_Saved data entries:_
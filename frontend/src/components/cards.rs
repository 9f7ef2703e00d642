use leptos::*;

use crate::{
    api::{Advertisement, Article, Auction},
    config,
    utils::{
        format::{display_bid, format_date, format_views, truncate},
        media::{first_image, resolve_image_url, ARTICLE_FALLBACK_IMAGE},
    },
};

#[component]
pub fn ArticleCard(article: Article, #[prop(optional)] compact: bool) -> impl IntoView {
    let image = resolve_image_url(
        article.image_url.as_deref(),
        &config::cached_api_base_url(),
        ARTICLE_FALLBACK_IMAGE,
    );
    let href = format!("/article/{}", article.id);
    let category = article.category.as_ref().map(|c| c.name.clone());
    let published = article.published_at.as_deref().map(format_date);
    let excerpt = article
        .excerpt
        .as_deref()
        .filter(|_| !compact)
        .map(|text| truncate(text, 160));
    let views = format_views(article.views);
    let is_breaking = article.is_breaking;
    view! {
        <article class="bg-surface-elevated rounded-lg shadow overflow-hidden flex flex-col">
            <a href=href.clone() class="block">
                <img src=image alt=article.title.clone() class="w-full h-48 object-cover" loading="lazy" />
            </a>
            <div class="p-4 flex flex-col gap-2 flex-1">
                <div class="flex items-center gap-2 text-xs">
                    {category.map(|name| view! { <span class="px-2 py-0.5 rounded bg-surface-muted text-fg">{name}</span> })}
                    <Show when=move || is_breaking>
                        <span class="px-2 py-0.5 rounded bg-status-error-bg text-status-error-text font-bold">"BREAKING"</span>
                    </Show>
                </div>
                <a href=href class="text-lg font-semibold text-fg hover:underline">{article.title}</a>
                {excerpt.map(|text| view! { <p class="text-sm text-fg-muted">{text}</p> })}
                <div class="mt-auto flex justify-between text-xs text-fg-muted">
                    <span>{published}</span>
                    <span>{views}" views"</span>
                </div>
            </div>
        </article>
    }
}

#[component]
pub fn AdvertisementCard(advertisement: Advertisement) -> impl IntoView {
    let image = resolve_image_url(
        advertisement.image_url.as_deref(),
        &config::cached_api_base_url(),
        ARTICLE_FALLBACK_IMAGE,
    );
    let deadline = advertisement
        .deadline
        .as_deref()
        .map(|raw| format!("Deadline: {}", format_date(raw)));
    let description = advertisement
        .description
        .as_deref()
        .map(|text| truncate(text, 200))
        .unwrap_or_default();
    let href = format!("/advertisement/{}", advertisement.id);
    view! {
        <article class="bg-surface-elevated rounded-lg shadow overflow-hidden">
            <a href=href.clone() class="block">
                <img src=image alt=advertisement.title.clone() class="w-full h-40 object-cover" loading="lazy" />
            </a>
            <div class="p-4 space-y-1">
                <a href=href class="font-semibold text-fg hover:underline">{advertisement.title}</a>
                {advertisement.company.map(|company| view! { <p class="text-sm text-fg">{company}</p> })}
                <p class="text-xs text-fg-muted">
                    {advertisement.category.unwrap_or_default()}
                    {advertisement.location.map(|place| format!(" · {}", place))}
                </p>
                <p class="text-sm text-fg-muted">{description}</p>
                {deadline.map(|text| view! { <p class="text-xs font-medium text-status-warning-text">{text}</p> })}
            </div>
        </article>
    }
}

#[component]
pub fn AuctionCard(auction: Auction) -> impl IntoView {
    let image = first_image(&auction.images, &config::cached_api_base_url());
    let bid = display_bid(auction.current_bid, auction.starting_bid);
    let status = auction.status_label().to_string();
    view! {
        <a href=format!("/auction/{}", auction.id) class="block bg-surface-elevated rounded-lg shadow overflow-hidden">
            <img src=image alt=auction.title.clone() class="w-full h-40 object-cover" loading="lazy" />
            <div class="p-4 space-y-1">
                <h3 class="font-semibold text-fg">{auction.title}</h3>
                <p class="text-sm text-fg">"Current bid: "{bid}</p>
                <p class="text-xs uppercase text-fg-muted">{status}</p>
            </div>
        </a>
    }
}

/// Dashboard tile: a label over a count, or a dash while loading.
#[component]
pub fn StatCard(
    #[prop(into)] label: String,
    #[prop(into)] value: Signal<Option<usize>>,
    #[prop(into)] href: String,
) -> impl IntoView {
    view! {
        <a href=href class="block bg-surface-elevated overflow-hidden shadow rounded-lg px-4 py-5 sm:p-6">
            <dt class="text-sm font-medium text-fg-muted">{label}</dt>
            <dd class="mt-1 text-3xl font-semibold text-fg">
                {move || value.get().map(|v| v.to_string()).unwrap_or_else(|| "-".into())}
            </dd>
        </a>
    }
}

_WORK INSTRUCTIONS:_
Above are the records. Copy every line in them holding "IntoView".

_ANSWER FOR THIS EXERCISE:_
pub fn ArticleCard(article: Article, #[prop(optional)] compact: bool) -> impl IntoView {
pub fn AdvertisementCard(advertisement: Advertisement) -> impl IntoView {
pub fn AuctionCard(auction: Auction) -> impl IntoView {
) -> impl IntoView {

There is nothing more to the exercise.